The importance of melanism in the red-eared slider population in Lake Matoaka is unclear. Melanism can be induced by thermal and substrate cues in laboratory-reared red-eared sliders (Rowe et al. 2016). Results from experimental enclosures, however, do not suggest any reproductive advantage, as females do not show preference for melanistic males, which behave largely the same as nonmelanistic males (Stone et al. 2015). Melanistic male sliders are almost 4 cm larger, on average, than nonmelanistic males in Lake Matoaka. With no reports of melanistic males in the 2004 study and assuming that red-eared sliders live for decades (Gibbons 1987), the melanistic males identified in 2022 may be older on average than the nonmelanistic males, confirming prior research indicating melanism is a factor of age and/or sexual maturity in the male red-eared sliders (Lovich et al. 1990; Tucker et al. 1995).

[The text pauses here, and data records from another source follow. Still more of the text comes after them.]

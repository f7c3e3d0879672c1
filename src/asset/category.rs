//! Asset category definitions.

use std::fmt;
use std::str::FromStr;

use serde::{Deserialize, Serialize};
use thiserror::Error;

/// Kind of user asset.
///
/// The set is closed: every category owns one directory under the assets
/// root and one file extension, and the persisted registry carries exactly
/// one key per category.
#[derive(Debug, Clone, Copy, PartialEq, Eq, PartialOrd, Ord, Hash, Serialize, Deserialize)]
pub enum AssetCategory {
    /// Stylesheets in `css/`.
    #[serde(rename = "css")]
    Stylesheet,
    /// Scripts in `js/`.
    #[serde(rename = "js")]
    Script,
}

impl AssetCategory {
    /// Every category, in display order.
    pub const ALL: [Self; 2] = [Self::Stylesheet, Self::Script];

    /// Key used in the persisted registry.
    pub const fn key(self) -> &'static str {
        match self {
            Self::Stylesheet => "css",
            Self::Script => "js",
        }
    }

    /// Directory name under the assets root (also the web path segment).
    pub const fn dir_name(self) -> &'static str {
        self.key()
    }

    /// File extension without the leading dot.
    pub const fn extension(self) -> &'static str {
        match self {
            Self::Stylesheet => "css",
            Self::Script => "js",
        }
    }

    /// Heading used when listing assets.
    pub const fn label(self) -> &'static str {
        match self {
            Self::Stylesheet => "Stylesheets",
            Self::Script => "Scripts",
        }
    }
}

impl fmt::Display for AssetCategory {
    fn fmt(&self, f: &mut fmt::Formatter<'_>) -> fmt::Result {
        f.write_str(self.key())
    }
}

#[derive(Debug, Error)]
#[error("unknown asset category `{0}` (expected css, stylesheet, js or script)")]
pub struct UnknownCategory(String);

impl FromStr for AssetCategory {
    type Err = UnknownCategory;

    fn from_str(s: &str) -> Result<Self, Self::Err> {
        match s.trim().to_ascii_lowercase().as_str() {
            "css" | "stylesheet" | "stylesheets" => Ok(Self::Stylesheet),
            "js" | "script" | "scripts" | "javascript" => Ok(Self::Script),
            _ => Err(UnknownCategory(s.to_string())),
        }
    }
}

To sum, our study documented a sustaining, large population of native red-bellied cooters in Lake Matoaka, but the population of nonnative red-eared sliders appears to be growing. The number of red-eared slider captures in 2022 was almost 5 times greater than in 2004, and the population now appears to include a broad range of size classes. Melanistic male red-eared sliders are not uncommon, and female red-eared sliders far outnumber males and are nesting in open areas surrounding the lake. With the addition of a growing population of nonnative, red-eared sliders, food and other habitat resources for native turtles may become limiting, creating conditions that favor further population increase of this invasive species.